START Data in this exercise

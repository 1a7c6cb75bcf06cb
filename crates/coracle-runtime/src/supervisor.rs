//! Process supervision for a single container launch.
//!
//! The supervisor owns the container lifecycle: it resolves the image and
//! builds the overlay root before any process exists, forks the isolated
//! child, blocks on it, and tears the overlay mount down afterwards. The
//! child never cleans up after itself — on any isolation failure it prints
//! the error chain and exits immediately with the failure code.

use coracle_common::config::LauncherConfig;
use coracle_common::constants::{APP_NAME, CHILD_FAILURE_EXIT_CODE};
use coracle_common::error::{CoracleError, Result};
use coracle_common::types::ContainerId;

use crate::root::ContainerRoot;

/// Outcome of one supervised container run.
#[derive(Debug, Clone)]
pub struct RunReport {
    /// Identity of the container that ran.
    pub container_id: ContainerId,
    /// PID the contained command ran under.
    pub pid: i32,
    /// Exit code of the contained command, if it exited normally.
    pub exit_code: Option<i32>,
    /// Signal number that terminated the contained command, if any.
    pub signal: Option<i32>,
}

impl RunReport {
    /// Exit code the launcher process itself should report.
    ///
    /// By default the launcher exits 0 whenever supervision completed,
    /// regardless of the contained command's own status — that status is
    /// only reported, not adopted. With `propagate` the contained exit code
    /// becomes the launcher's own (`128 + signal` for signal deaths).
    #[must_use]
    pub fn launcher_exit_code(&self, propagate: bool) -> i32 {
        if !propagate {
            return 0;
        }
        self.exit_code
            .unwrap_or_else(|| self.signal.map_or(CHILD_FAILURE_EXIT_CODE, |s| 128 + s))
    }

    /// One-line operator-facing summary of the run.
    #[must_use]
    pub fn describe(&self) -> String {
        match (self.exit_code, self.signal) {
            (Some(code), _) => format!("{} exited with status {code}", self.pid),
            (None, Some(signal)) => format!("{} killed by signal {signal}", self.pid),
            (None, None) => format!("{} terminated", self.pid),
        }
    }
}

/// Runs one command to completion inside a fresh container.
#[derive(Debug)]
pub struct Supervisor {
    config: LauncherConfig,
}

impl Supervisor {
    /// Creates a supervisor with the given launcher configuration.
    #[must_use]
    pub const fn new(config: LauncherConfig) -> Self {
        Self { config }
    }

    /// Launches `command` with `args` inside a fresh container and waits
    /// for it to terminate.
    ///
    /// Image resolution and overlay construction happen before the fork, so
    /// a failure there aborts the invocation with no child and no orphaned
    /// mount. The overlay is lazily unmounted after the wait whether the
    /// child succeeded or failed.
    ///
    /// # Errors
    ///
    /// Returns any pre-spawn resolution or mount error, a wait failure, or
    /// a teardown unmount failure.
    #[cfg(target_os = "linux")]
    pub fn run(&self, command: &str, args: &[String]) -> Result<RunReport> {
        use nix::sys::wait::waitpid;
        use nix::unistd::{ForkResult, fork};

        let id = ContainerId::generate();
        tracing::info!(container = %id, command, "launching container");

        let image_root = coracle_image::resolver::resolve(&self.config.image, &self.config.image_dir)?;
        let root = ContainerRoot::build(&id, &self.config.container_dir, &image_root)?;

        // SAFETY: the supervisor is single-threaded; the child only runs
        // async-signal-safe-ish setup before exec or _exit-style termination.
        let child = match unsafe { fork() }.map_err(|e| CoracleError::Wait {
            pid: 0,
            source: std::io::Error::from_raw_os_error(e as i32),
        })? {
            ForkResult::Child => {
                let err = match crate::isolate::isolate(command, args, root.mount_point(), id.short())
                {
                    Ok(never) => match never {},
                    Err(e) => e,
                };
                report_child_failure(&err);
                // The parent owns mount teardown; nothing to clean up here.
                std::process::exit(CHILD_FAILURE_EXIT_CODE);
            }
            ForkResult::Parent { child } => child,
        };

        // Single blocking wait on the specific child. No timeout, no
        // cancellation: a hung contained command blocks us indefinitely.
        let wait_result = waitpid(child, None).map_err(|e| CoracleError::Wait {
            pid: child.as_raw(),
            source: std::io::Error::from_raw_os_error(e as i32),
        });
        let detach_result = root.detach();

        let status = wait_result?;
        detach_result?;

        let report = report_from_status(&id, &status);
        tracing::info!(container = %id, pid = report.pid, "container finished");
        Ok(report)
    }

    /// Stub for non-Linux platforms.
    ///
    /// # Errors
    ///
    /// Always returns an error — container launches require Linux.
    #[cfg(not(target_os = "linux"))]
    pub fn run(&self, _command: &str, _args: &[String]) -> Result<RunReport> {
        Err(CoracleError::Config {
            message: "Linux required for native container operations".into(),
        })
    }
}

/// Prints the full error chain to stderr from the failed child.
#[cfg(target_os = "linux")]
fn report_child_failure(err: &CoracleError) {
    eprintln!("{APP_NAME}: container setup failed: {err}");
    let mut source = std::error::Error::source(err);
    while let Some(cause) = source {
        eprintln!("  caused by: {cause}");
        source = cause.source();
    }
}

/// Maps a raw wait status onto a [`RunReport`].
#[cfg(target_os = "linux")]
fn report_from_status(id: &ContainerId, status: &nix::sys::wait::WaitStatus) -> RunReport {
    use nix::sys::wait::WaitStatus;

    let (pid, exit_code, signal) = match *status {
        WaitStatus::Exited(pid, code) => (pid.as_raw(), Some(code), None),
        WaitStatus::Signaled(pid, signal, _core_dumped) => {
            (pid.as_raw(), None, Some(signal as i32))
        }
        WaitStatus::Stopped(pid, _)
        | WaitStatus::PtraceEvent(pid, _, _)
        | WaitStatus::PtraceSyscall(pid)
        | WaitStatus::Continued(pid) => (pid.as_raw(), None, None),
        WaitStatus::StillAlive => (0, None, None),
    };

    RunReport {
        container_id: id.clone(),
        pid,
        exit_code,
        signal,
    }
}

#[cfg(test)]
mod tests {
    use super::*;

    fn report(exit_code: Option<i32>, signal: Option<i32>) -> RunReport {
        RunReport {
            container_id: ContainerId::generate(),
            pid: 4242,
            exit_code,
            signal,
        }
    }

    #[test]
    fn launcher_exit_is_zero_without_propagation() {
        assert_eq!(report(Some(7), None).launcher_exit_code(false), 0);
        assert_eq!(report(None, Some(9)).launcher_exit_code(false), 0);
    }

    #[test]
    fn launcher_exit_propagates_contained_status() {
        assert_eq!(report(Some(7), None).launcher_exit_code(true), 7);
        assert_eq!(report(Some(0), None).launcher_exit_code(true), 0);
    }

    #[test]
    fn launcher_exit_propagates_signal_deaths() {
        assert_eq!(report(None, Some(9)).launcher_exit_code(true), 137);
        assert_eq!(report(None, None).launcher_exit_code(true), 1);
    }

    #[test]
    fn describe_reports_pid_and_status() {
        assert_eq!(report(Some(7), None).describe(), "4242 exited with status 7");
        assert_eq!(report(None, Some(9)).describe(), "4242 killed by signal 9");
    }

    #[cfg(target_os = "linux")]
    #[test]
    fn report_from_status_maps_normal_exit() {
        use nix::sys::wait::WaitStatus;
        use nix::unistd::Pid;

        let id = ContainerId::generate();
        let r = report_from_status(&id, &WaitStatus::Exited(Pid::from_raw(100), 7));
        assert_eq!(r.pid, 100);
        assert_eq!(r.exit_code, Some(7));
        assert_eq!(r.signal, None);
    }

    #[cfg(target_os = "linux")]
    #[test]
    fn report_from_status_maps_signal_death() {
        use nix::sys::signal::Signal;
        use nix::sys::wait::WaitStatus;
        use nix::unistd::Pid;

        let id = ContainerId::generate();
        let r = report_from_status(
            &id,
            &WaitStatus::Signaled(Pid::from_raw(100), Signal::SIGKILL, false),
        );
        assert_eq!(r.pid, 100);
        assert_eq!(r.exit_code, None);
        assert_eq!(r.signal, Some(9));
    }
}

END Data in this exercise

# Task goal
Find how many lines of the listing hold "source" and give the number by itself.

# Answer
5